- Native name: Anatо́li Nikolа́yeviç Davidо́viç
- Born: 28 March 1965 Kapyl, Minsk, Belarusian SSR
- Died: 13 June 1992 (aged 27) Baku, Azerbaijan
- Allegiance: Soviet Union Azerbaijan
- Branch: Soviet Army Azerbaijani Armed Forces
- Service years: 1991-1992
- Rank: Major
- Conflicts: First Nagorno-Karabakh War
- Awards: National Hero of Azerbaijan 1992

= Anatoly Nikolayevich Davidovich =

Decorated Azerbaijani soldier (1965–1992)

Anatoly Nikolayevich Davidovich (Anatо́li Nikolа́yeviç Davidо́viç, Анато́ль Мікала́евіч Давідо́віч; 28 March 1965, Kapyl, Minsk, Belarusian SSR – 13 June 1992, Baku, Azerbaijan) was a National Hero of Azerbaijan and soldier during the First Nagorno-Karabakh War.

== Early life and education ==
Anatoly Davidovich was born on 28 March 1965 in Skabin village of Kapyl raion in Minsk, Belarus SSR. Then he moved to Slutsk with his family and graduated from the Secondary School No. 10. in there. In 1989, he graduated from Sumy Higher Military Artillery School in Ukraine and served in the Transcaucasian military unit and the USSR's Western troops in Germany.

Until June 1991, he served in the armed forces of USSR and then in the army of CIS. After rising to the rank of Major, he connected his life with Azerbaijani Armed Forces.

== First Nagorno-Karabakh War ==
Davidovich was the head of an artillery unit. He made great contributions to the formation of the Azerbaijani Armed Forces. In 1992, he was heavily wounded in a fierce battle around Agdam District. Due to his loss of blood, he was sent to the Baku Central Hospital and died on 13 June 1992. He was buried in Slutsk, Belarus.

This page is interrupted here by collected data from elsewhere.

//! Device state store — the authoritative local on/off ledger.
//!
//! One boolean per known device id, never partial. All value writes go
//! through [`DeviceStateStore::set`], which applies them in arrival order
//! and notifies subscribers only when the value actually changed. The
//! store holds no precedence policy between manual and automatic origins;
//! that lives at the call sites.

use std::collections::HashMap;
use std::sync::Mutex;

use tokio::sync::broadcast;

use airhub_domain::device::DeviceId;

/// Who requested a state write.
#[derive(Debug, Clone, Copy, PartialEq, Eq)]
pub enum WriteOrigin {
    /// A user-initiated toggle (or its revert).
    Manual,
    /// The threshold engine.
    Automatic,
}

/// Notification for an applied value change.
#[derive(Debug, Clone, PartialEq, Eq)]
pub struct StateChanged {
    pub device_id: DeviceId,
    pub is_on: bool,
    pub origin: WriteOrigin,
}

/// Local ledger of every known device's on/off state.
///
/// The lock is only ever held across plain map operations, so no two
/// mutations interleave at sub-operation granularity.
pub struct DeviceStateStore {
    states: Mutex<HashMap<DeviceId, bool>>,
    notifier: broadcast::Sender<StateChanged>,
}

impl DeviceStateStore {
    /// Create an empty store with the given notification capacity.
    #[must_use]
    pub fn new(capacity: usize) -> Self {
        let (notifier, _) = broadcast::channel(capacity);
        Self {
            states: Mutex::new(HashMap::new()),
            notifier,
        }
    }

    /// Current state of a device, `None` if the device is not tracked.
    #[must_use]
    pub fn get(&self, id: &DeviceId) -> Option<bool> {
        self.states.lock().expect("state lock poisoned").get(id).copied()
    }

    /// Whether the device has an entry.
    #[must_use]
    pub fn is_tracked(&self, id: &DeviceId) -> bool {
        self.states.lock().expect("state lock poisoned").contains_key(id)
    }

    /// Apply a value write. The single mutation entry point for state
    /// values: overwrites unconditionally, returns whether the value
    /// changed, and notifies subscribers only on change.
    ///
    /// Writes to untracked ids are dropped with a diagnostic — entries are
    /// created and removed by the registry lifecycle, not by value writes.
    pub fn set(&self, id: &DeviceId, is_on: bool, origin: WriteOrigin) -> bool {
        let changed = {
            let mut states = self.states.lock().expect("state lock poisoned");
            match states.get_mut(id) {
                Some(slot) if *slot == is_on => false,
                Some(slot) => {
                    *slot = is_on;
                    true
                }
                None => {
                    tracing::warn!(device_id = %id, "dropping write for untracked device");
                    return false;
                }
            }
        };
        if changed {
            // Send fails only with zero receivers, which is fine.
            let _ = self.notifier.send(StateChanged {
                device_id: id.clone(),
                is_on,
                origin,
            });
        }
        changed
    }

    /// Subscribe to applied value changes.
    #[must_use]
    pub fn subscribe(&self) -> broadcast::Receiver<StateChanged> {
        self.notifier.subscribe()
    }

    /// Reconcile tracked entries with the current registry: create entries
    /// for newly observed devices (seeded with the remote value), drop
    /// entries for removed devices, and keep locally-known values for
    /// devices that persist.
    pub fn sync_registry<I>(&self, known: I)
    where
        I: IntoIterator<Item = (DeviceId, bool)>,
    {
        let mut states = self.states.lock().expect("state lock poisoned");
        let mut next: HashMap<DeviceId, bool> = HashMap::new();
        for (id, remote_is_on) in known {
            let value = states.get(&id).copied().unwrap_or(remote_is_on);
            next.insert(id, value);
        }
        *states = next;
    }

    /// Start tracking a single device (e.g. after creation).
    pub fn track(&self, id: DeviceId, initial_is_on: bool) {
        self.states
            .lock()
            .expect("state lock poisoned")
            .entry(id)
            .or_insert(initial_is_on);
    }

    /// Stop tracking a single device (e.g. after deletion).
    pub fn untrack(&self, id: &DeviceId) {
        self.states.lock().expect("state lock poisoned").remove(id);
    }
}

#[cfg(test)]
mod tests {
    use super::*;

    fn store_with(entries: &[(&str, bool)]) -> DeviceStateStore {
        let store = DeviceStateStore::new(16);
        store.sync_registry(
            entries
                .iter()
                .map(|(id, on)| (DeviceId::new(*id), *on)),
        );
        store
    }

    #[test]
    fn should_seed_entries_from_registry_sync() {
        let store = store_with(&[("fan_01", true), ("alarm_01", false)]);
        assert_eq!(store.get(&DeviceId::new("fan_01")), Some(true));
        assert_eq!(store.get(&DeviceId::new("alarm_01")), Some(false));
        assert_eq!(store.get(&DeviceId::new("ghost")), None);
    }

    #[test]
    fn should_apply_writes_in_arrival_order() {
        let store = store_with(&[("fan_01", false)]);
        let id = DeviceId::new("fan_01");

        assert!(store.set(&id, true, WriteOrigin::Automatic));
        assert!(store.set(&id, false, WriteOrigin::Manual));
        // last-applied value is current truth, regardless of origin
        assert_eq!(store.get(&id), Some(false));
    }

    #[test]
    fn should_not_notify_when_value_unchanged() {
        let store = store_with(&[("fan_01", false)]);
        let id = DeviceId::new("fan_01");
        let mut rx = store.subscribe();

        assert!(!store.set(&id, false, WriteOrigin::Manual));
        assert!(rx.try_recv().is_err());

        assert!(store.set(&id, true, WriteOrigin::Manual));
        let change = rx.try_recv().unwrap();
        assert_eq!(change.device_id, id);
        assert!(change.is_on);
        assert_eq!(change.origin, WriteOrigin::Manual);
    }

    #[test]
    fn should_drop_writes_for_untracked_devices() {
        let store = store_with(&[]);
        let id = DeviceId::new("ghost");
        let mut rx = store.subscribe();

        assert!(!store.set(&id, true, WriteOrigin::Manual));
        assert_eq!(store.get(&id), None);
        assert!(rx.try_recv().is_err());
    }

    #[test]
    fn should_keep_local_values_across_registry_resync() {
        let store = store_with(&[("fan_01", false)]);
        let id = DeviceId::new("fan_01");
        store.set(&id, true, WriteOrigin::Manual);

        // Remote still claims off; local truth survives the refresh.
        store.sync_registry([(id.clone(), false)]);
        assert_eq!(store.get(&id), Some(true));
    }

    #[test]
    fn should_drop_entries_removed_from_registry() {
        let store = store_with(&[("fan_01", true), ("old_01", true)]);
        store.sync_registry([(DeviceId::new("fan_01"), true)]);
        assert!(store.is_tracked(&DeviceId::new("fan_01")));
        assert!(!store.is_tracked(&DeviceId::new("old_01")));
    }

    #[test]
    fn should_track_and_untrack_single_devices() {
        let store = store_with(&[]);
        let id = DeviceId::new("new_01");

        store.track(id.clone(), true);
        assert_eq!(store.get(&id), Some(true));

        // tracking again does not clobber the known value
        store.track(id.clone(), false);
        assert_eq!(store.get(&id), Some(true));

        store.untrack(&id);
        assert_eq!(store.get(&id), None);
    }
}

Davidovich was married.

== Legacy and honors ==
Davidovich was posthumously awarded the title of the "National Hero of Azerbaijan" under Presidential Decree No. 273 dated 3 July 1992. A street in the city of Ganja is named after Davidovich, and on 10 April 2015, a memorial plaque was installed in his honor.

He is often a reference point for military cooperation in Azerbaijan-Belarus relations. Members of the military apparatus of the Azerbaijani Embassy in Minsk have visited his mother, Kima Davidovich at her home on numerous occasions. On 2 July 2019, on the instruction of the President Ilham Aliyev, a delegation led by the Minister of Defense of Azerbaijan Colonel General Zakir Hasanov visited Kima while she was being treated in a clinical hospital in Minsk, on the eve of his attendance at the celebrations in honor of the 75th anniversary of the Minsk Offensive.